ASSIGNED TASK = From the entries that follow, work out how many lines contain "struct". Write the number only.

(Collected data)
++++++
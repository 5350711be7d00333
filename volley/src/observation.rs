use chrono::{DateTime, Utc};
use serde::{Deserialize, Serialize};

/// Status recorded in place of an HTTP status when a request never produced
/// a response. Real HTTP statuses are in `100..=599`, so `0` can't collide.
pub const TRANSPORT_ERROR_STATUS: u16 = 0;

/// One measured request attempt.
///
/// Observations are created by a worker when an attempt completes and are
/// never mutated afterwards; the store only ever appends them.
#[derive(Debug, Clone, PartialEq, Eq, Serialize, Deserialize)]
pub struct Observation {
    /// Target URL, constant across a run.
    pub endpoint: String,
    /// Wall-clock time from send to status receipt, truncated to whole milliseconds.
    pub latency_ms: u64,
    /// HTTP status, or [`TRANSPORT_ERROR_STATUS`] for a transport failure.
    pub status_code: u16,
    /// UTC instant at which the attempt completed.
    pub timestamp: DateTime<Utc>,
}

impl Observation {
    pub fn new(endpoint: impl Into<String>, latency_ms: u64, status_code: u16) -> Self {
        Self {
            endpoint: endpoint.into(),
            latency_ms,
            status_code,
            timestamp: Utc::now(),
        }
    }

    pub fn is_transport_error(&self) -> bool {
        self.status_code == TRANSPORT_ERROR_STATUS
    }

    /// Transport failures and 4xx/5xx responses.
    pub fn is_error(&self) -> bool {
        self.is_transport_error() || self.status_code >= 400
    }
}

#[cfg(test)]
mod tests {
    use super::*;

    #[test]
    fn sentinel_is_outside_http_range() {
        assert!(!(100..=599).contains(&TRANSPORT_ERROR_STATUS));
    }

    #[test]
    fn classifies_errors() {
        assert!(!Observation::new("http://x", 3, 200).is_error());
        assert!(!Observation::new("http://x", 3, 302).is_error());
        assert!(Observation::new("http://x", 3, 404).is_error());
        assert!(Observation::new("http://x", 3, 503).is_error());

        let failed = Observation::new("http://x", 3, TRANSPORT_ERROR_STATUS);
        assert!(failed.is_transport_error());
        assert!(failed.is_error());
    }
}
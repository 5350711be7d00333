use std::{
    fs::File,
    io::{Read, Write},
    path::Path,
    sync::Arc,
};

use chrono::{DateTime, SecondsFormat, Utc};
use csv::{QuoteStyle, ReaderBuilder, WriterBuilder};
use serde::{Deserialize, Serialize};
use thiserror::Error;

use crate::{
    observation::Observation,
    store::{ResultStore, StoreError},
};

#[derive(Debug, Error)]
pub enum ExportError {
    #[error(transparent)]
    Store(#[from] StoreError),
    #[error("csv error: {0}")]
    Csv(#[from] csv::Error),
    #[error("io error: {0}")]
    Io(#[from] std::io::Error),
    #[error("row {row}: invalid timestamp '{value}': {reason}")]
    Timestamp {
        row: usize,
        value: String,
        reason: String,
    },
}

/// One CSV line. Column names are consumed by external dashboards.
#[derive(Debug, Serialize, Deserialize)]
struct CsvRow {
    #[serde(rename = "Endpoint")]
    endpoint: String,
    #[serde(rename = "LatencyMs")]
    latency_ms: u64,
    #[serde(rename = "StatusCode")]
    status_code: u16,
    #[serde(rename = "Timestamp")]
    timestamp: String,
}

const HEADER: &str = "Endpoint,LatencyMs,StatusCode,Timestamp";

/// Write `observations` as CSV, in the order given.
///
/// The header is bare. In data rows text columns are quoted; timestamps are
/// RFC 3339 with microseconds and an explicit offset.
pub fn write_csv<W: Write>(observations: &[Observation], mut writer: W) -> Result<(), ExportError> {
    writeln!(writer, "{HEADER}")?;
    let mut wtr = WriterBuilder::new()
        .has_headers(false)
        .quote_style(QuoteStyle::NonNumeric)
        .from_writer(writer);

    for obs in observations {
        wtr.serialize(CsvRow {
            endpoint: obs.endpoint.clone(),
            latency_ms: obs.latency_ms,
            status_code: obs.status_code,
            timestamp: obs.timestamp.to_rfc3339_opts(SecondsFormat::Micros, false),
        })?;
    }
    wtr.flush()?;
    Ok(())
}

/// Parse a CSV produced by [`write_csv`].
pub fn read_csv<R: Read>(reader: R) -> Result<Vec<Observation>, ExportError> {
    let mut rdr = ReaderBuilder::new().has_headers(true).from_reader(reader);
    rdr.deserialize::<CsvRow>()
        .enumerate()
        .map(|(idx, row)| {
            let row = row?;
            let timestamp = DateTime::parse_from_rfc3339(&row.timestamp)
                .map_err(|e| ExportError::Timestamp {
                    row: idx + 1,
                    value: row.timestamp.clone(),
                    reason: e.to_string(),
                })?
                .with_timezone(&Utc);
            Ok(Observation {
                endpoint: row.endpoint,
                latency_ms: row.latency_ms,
                status_code: row.status_code,
                timestamp,
            })
        })
        .collect()
}

/// Dumps every observation in a store to CSV.
pub struct CsvExporter {
    store: Arc<dyn ResultStore>,
}

impl CsvExporter {
    pub fn new(store: Arc<dyn ResultStore>) -> Self {
        Self { store }
    }

    /// Returns the number of rows written.
    pub async fn export<W: Write>(&self, writer: W) -> Result<usize, ExportError> {
        let observations = self.store.query_all().await?;
        write_csv(&observations, writer)?;
        Ok(observations.len())
    }

    pub async fn export_to_path(&self, path: impl AsRef<Path>) -> Result<usize, ExportError> {
        let rows = self.export(File::create(path.as_ref())?).await?;
        tracing::info!("Exported {rows} results to {}", path.as_ref().display());
        Ok(rows)
    }
}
++++++
RESPONSE TO THIS EXERCISE = 3